Dos 2.121 cargos que deveriam formar a estrutura da ANM, há apenas 664 ocupados; especialistas dizem que situação contribuiu para as tragédias recentes

A desestabilização do solo de cinco bairros de Maceió após o rompimento de uma mina da Braskem escancarou a falta de pessoal do principal órgão de fiscalização desse tipo de atividade no Brasil. Apenas um fiscal da Agência Nacional de Mineração (ANM) trabalha na região, o que torna o monitoramento precário e aumenta a dependência de envio de dados pelas próprias mineradoras. 

A escala do problema é ainda maior: dos 2.121 cargos que deveriam formar a estrutura da ANM desde a sua criação em 2017, há apenas 664 ocupados. Destes funcionários, só 237 são fiscais.

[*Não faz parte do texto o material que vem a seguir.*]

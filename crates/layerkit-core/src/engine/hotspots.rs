use crate::core::models::field::ScalarField;
use crate::core::models::structure::Structure;
use crate::core::utils::geometry::{PeriodicAxes, cartesian_separation, frac_separation};
use crate::engine::config::FieldConfig;
use crate::engine::error::{AnalysisError, MIN_CELL_VOLUME};
use crate::engine::layers::stacking_axis;
use nalgebra::{Point3, Vector3};

/// A ranked scalar-field hotspot.
#[derive(Debug, Clone, PartialEq)]
pub struct Hotspot {
    /// Position in the ranked output, starting at 1.
    pub rank: usize,
    /// Field value at the grid point.
    pub value: f64,
    /// Fractional coordinate of the grid point.
    pub frac: Vector3<f64>,
    /// Cartesian coordinate of the grid point in Angstroms.
    pub cart: Point3<f64>,
    /// Species label of the nearest atom.
    pub nearest_species: String,
    /// Minimum-image Cartesian distance to the nearest atom in Angstroms.
    pub nearest_distance: f64,
}

/// Whole-field statistics, computed from the grid independently of the
/// hotspot list.
#[derive(Debug, Clone, PartialEq)]
pub struct FieldSummary {
    pub max_value: f64,
    pub max_frac: Vector3<f64>,
    pub max_cart: Point3<f64>,
    /// Distance from the global maximum to its nearest atom in Angstroms.
    pub nearest_distance: f64,
    pub mean_value: f64,
}

/// Result of a scalar-field analysis: summary plus up to N ranked hotspots.
#[derive(Debug, Clone, PartialEq)]
pub struct FieldAnalysis {
    pub summary: FieldSummary,
    pub hotspots: Vec<Hotspot>,
}

/// Extracts the top-N field hotspots under a minimum-separation constraint
/// and computes whole-field statistics.
///
/// Candidate policy: every grid point enters the ranking, sorted by value
/// descending with ties broken by ascending storage index (first grid axis
/// fastest). Strict local-maxima filtering is deliberately not applied: it
/// returns materially different sets on coarse or noisy grids, while the
/// separation constraint below is what governs correctness. Candidates are
/// accepted greedily while their periodic minimum-image separation (in the
/// fractional metric, wrapping on the in-plane axes only) to every accepted
/// point exceeds the configured minimum; extraction stops at N accepted
/// points or when candidates are exhausted, whichever comes first. Fewer
/// than N hotspots is not an error.
///
/// # Errors
///
/// Returns [`AnalysisError::EmptyField`] for a zero-point grid,
/// [`AnalysisError::Geometry`] for a degenerate lattice, and
/// [`AnalysisError::InsufficientAtoms`] when the field carries no atoms for
/// the nearest-atom lookup.
pub fn analyze_field(
    field: &ScalarField,
    config: &FieldConfig,
) -> Result<FieldAnalysis, AnalysisError> {
    if field.is_empty() {
        return Err(AnalysisError::EmptyField);
    }
    let structure = field.structure();
    let volume = structure.lattice.volume();
    if volume < MIN_CELL_VOLUME {
        return Err(AnalysisError::Geometry { volume });
    }
    if structure.is_empty() {
        return Err(AnalysisError::InsufficientAtoms {
            found: 0,
            required: 1,
        });
    }

    let axis = stacking_axis(structure, config.stacking_axis);
    let periodic = PeriodicAxes::in_plane_of(axis);

    let values = field.values();
    let mut order: Vec<usize> = (0..values.len()).collect();
    order.sort_by(|&a, &b| values[b].total_cmp(&values[a]).then(a.cmp(&b)));

    let mut hotspots: Vec<Hotspot> = Vec::with_capacity(config.top_n);
    let mut accepted: Vec<Vector3<f64>> = Vec::with_capacity(config.top_n);
    for &flat in &order {
        if hotspots.len() == config.top_n {
            break;
        }
        let frac = field.index_to_frac(field.grid_point(flat));
        let separated = accepted
            .iter()
            .all(|other| frac_separation(other, &frac, periodic) > config.min_separation);
        if !separated {
            continue;
        }
        let (nearest_species, nearest_distance) = nearest_atom(structure, &frac, periodic);
        hotspots.push(Hotspot {
            rank: hotspots.len() + 1,
            value: values[flat],
            frac,
            cart: structure.lattice.fractional_to_cartesian(&frac),
            nearest_species,
            nearest_distance,
        });
        accepted.push(frac);
    }

    let summary = summarize(field, periodic);
    Ok(FieldAnalysis { summary, hotspots })
}

/// Locates the atom with the smallest minimum-image Cartesian distance to the
/// given fractional coordinate.
fn nearest_atom(
    structure: &Structure,
    frac: &Vector3<f64>,
    periodic: PeriodicAxes,
) -> (String, f64) {
    let mut best_species = structure.atoms[0].species.clone();
    let mut best_distance = f64::INFINITY;
    for atom in &structure.atoms {
        let distance = cartesian_separation(&structure.lattice, frac, &atom.frac, periodic);
        if distance < best_distance {
            best_distance = distance;
            best_species = atom.species.clone();
        }
    }
    (best_species, best_distance)
}

fn summarize(field: &ScalarField, periodic: PeriodicAxes) -> FieldSummary {
    let values = field.values();
    let mut max_flat = 0;
    let mut sum = 0.0;
    for (flat, &value) in values.iter().enumerate() {
        sum += value;
        if value > values[max_flat] {
            max_flat = flat;
        }
    }
    let structure = field.structure();
    let max_frac = field.index_to_frac(field.grid_point(max_flat));
    let (_, nearest_distance) = nearest_atom(structure, &max_frac, periodic);
    FieldSummary {
        max_value: values[max_flat],
        max_frac,
        max_cart: structure.lattice.fractional_to_cartesian(&max_frac),
        nearest_distance,
        mean_value: sum / values.len() as f64,
    }
}

#[cfg(test)]
mod tests {
    use super::*;
    use crate::core::models::atom::Atom;
    use crate::core::models::lattice::Lattice;
    use crate::core::models::structure::Structure;

    fn cubic_field(dims: [usize; 3], peaks: &[([usize; 3], f64)]) -> ScalarField {
        let structure = Structure::new(
            Lattice::orthorhombic(4.0, 4.0, 4.0),
            vec![Atom::new("Fe", Vector3::new(0.0, 0.0, 0.0))],
        );
        let mut values = vec![0.0; dims[0] * dims[1] * dims[2]];
        for &([i, j, k], value) in peaks {
            values[i + dims[0] * (j + dims[1] * k)] = value;
        }
        ScalarField::new(structure, dims, values).unwrap()
    }

    fn config(top_n: usize, min_separation: f64) -> FieldConfig {
        FieldConfig::builder()
            .top_n(top_n)
            .min_separation(min_separation)
            .build()
            .unwrap()
    }

    #[test]
    fn ranks_peaks_by_descending_value() {
        let field = cubic_field([4, 4, 4], &[([1, 1, 1], 1.0), ([3, 3, 3], 0.9)]);
        let analysis = analyze_field(&field, &config(2, 0.01)).unwrap();

        assert_eq!(analysis.hotspots.len(), 2);
        assert_eq!(analysis.hotspots[0].rank, 1);
        assert_eq!(analysis.hotspots[0].value, 1.0);
        assert_eq!(
            analysis.hotspots[0].frac,
            Vector3::new(0.25, 0.25, 0.25)
        );
        assert_eq!(analysis.hotspots[1].rank, 2);
        assert_eq!(analysis.hotspots[1].value, 0.9);
        assert_eq!(
            analysis.hotspots[1].frac,
            Vector3::new(0.75, 0.75, 0.75)
        );
    }

    #[test]
    fn respects_the_minimum_separation() {
        let field = cubic_field(
            [4, 4, 4],
            &[([0, 0, 0], 1.0), ([1, 0, 0], 0.99), ([2, 2, 2], 0.98)],
        );
        let analysis = analyze_field(&field, &config(2, 0.4)).unwrap();

        // The 0.99 peak sits 0.25 from the maximum and is skipped.
        assert_eq!(analysis.hotspots.len(), 2);
        assert_eq!(analysis.hotspots[0].value, 1.0);
        assert_eq!(analysis.hotspots[1].value, 0.98);

        for a in &analysis.hotspots {
            for b in &analysis.hotspots {
                if a.rank != b.rank {
                    let separation = frac_separation(&a.frac, &b.frac, PeriodicAxes::all());
                    assert!(separation > 0.4);
                }
            }
        }
    }

    #[test]
    fn equal_maxima_within_separation_keep_the_first_by_storage_order() {
        // Two equal maxima on an otherwise empty two-point grid.
        let structure = Structure::new(
            Lattice::orthorhombic(4.0, 4.0, 4.0),
            vec![Atom::new("Fe", Vector3::new(0.0, 0.0, 0.0))],
        );
        let field = ScalarField::new(structure, [2, 1, 1], vec![1.0, 1.0]).unwrap();
        let analysis = analyze_field(&field, &config(2, 0.6)).unwrap();

        assert_eq!(analysis.hotspots.len(), 1);
        assert_eq!(analysis.hotspots[0].frac, Vector3::new(0.0, 0.0, 0.0));
    }

    #[test]
    fn returns_fewer_hotspots_when_candidates_run_out() {
        let field = cubic_field([2, 2, 1], &[([0, 0, 0], 1.0)]);
        let analysis = analyze_field(&field, &config(5, 0.9)).unwrap();
        assert!(analysis.hotspots.len() < 5);
        assert_eq!(analysis.hotspots[0].value, 1.0);
    }

    #[test]
    fn separation_wraps_in_plane_but_not_across_the_vacuum() {
        // Stacking axis is c. Two peaks at the same in-plane position near
        // the top and bottom of the cell: fractionally distant along c, and
        // c does not wrap, so both are accepted even at a large separation.
        let field = cubic_field([1, 1, 8], &[([0, 0, 0], 1.0), ([0, 0, 7], 0.9)]);
        let analysis = analyze_field(&field, &config(2, 0.5)).unwrap();
        assert_eq!(analysis.hotspots.len(), 2);
    }

    #[test]
    fn nearest_atom_lookup_wraps_in_plane_images() {
        let structure = Structure::new(
            Lattice::orthorhombic(10.0, 10.0, 20.0),
            vec![
                Atom::new("Fe", Vector3::new(0.05, 0.5, 0.25)),
                Atom::new("O", Vector3::new(0.5, 0.5, 0.25)),
            ],
        );
        let mut values = vec![0.0; 8 * 8 * 8];
        // Peak near the in-plane boundary: fractional (0.875, 0.5, 0.25).
        values[7 + 8 * (4 + 8 * 2)] = 1.0;
        let field = ScalarField::new(structure, [8, 8, 8], values).unwrap();

        let analysis = analyze_field(&field, &FieldConfig::default()).unwrap();
        let top = &analysis.hotspots[0];
        assert_eq!(top.nearest_species, "Fe");
        // Wrapped distance: |0.875 - 1.05| * 10 = 1.75 Angstroms.
        assert!((top.nearest_distance - 1.75).abs() < 1e-9);
    }

    #[test]
    fn summary_is_independent_of_the_hotspot_list() {
        let field = cubic_field([4, 4, 4], &[([1, 1, 1], 0.99), ([3, 3, 3], 0.97)]);
        let analysis = analyze_field(&field, &config(1, 0.01)).unwrap();

        assert_eq!(analysis.hotspots.len(), 1);
        assert_eq!(analysis.summary.max_value, 0.99);
        assert_eq!(analysis.summary.max_frac, Vector3::new(0.25, 0.25, 0.25));
        let expected_mean = (0.99 + 0.97) / 64.0;
        assert!((analysis.summary.mean_value - expected_mean).abs() < 1e-12);
    }

    #[test]
    fn empty_grids_are_rejected() {
        let structure = Structure::new(
            Lattice::orthorhombic(4.0, 4.0, 4.0),
            vec![Atom::new("Fe", Vector3::new(0.0, 0.0, 0.0))],
        );
        let field = ScalarField::new(structure, [0, 4, 4], Vec::new()).unwrap();
        assert!(matches!(
            analyze_field(&field, &FieldConfig::default()),
            Err(AnalysisError::EmptyField)
        ));
    }

    #[test]
    fn fields_without_atoms_are_rejected() {
        let structure = Structure::new(Lattice::orthorhombic(4.0, 4.0, 4.0), Vec::new());
        let field = ScalarField::new(structure, [2, 2, 2], vec![0.0; 8]).unwrap();
        assert!(matches!(
            analyze_field(&field, &FieldConfig::default()),
            Err(AnalysisError::InsufficientAtoms {
                found: 0,
                required: 1
            })
        ));
    }
}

A situação de hoje reproduz o que já havia sido denunciado nas tragédias de Mariana e Brumadinho, em Minas, quando houve falhas na identificação de instabilidades nas barragens. Investigações do Ministério Público levantaram evidências de que laudos de estabilidade, produzidos pelas empresas ou auditorias independentes, teriam sido fraudados antes dos rompimentos. Outros inquéritos ainda apontaram omissões da ANM.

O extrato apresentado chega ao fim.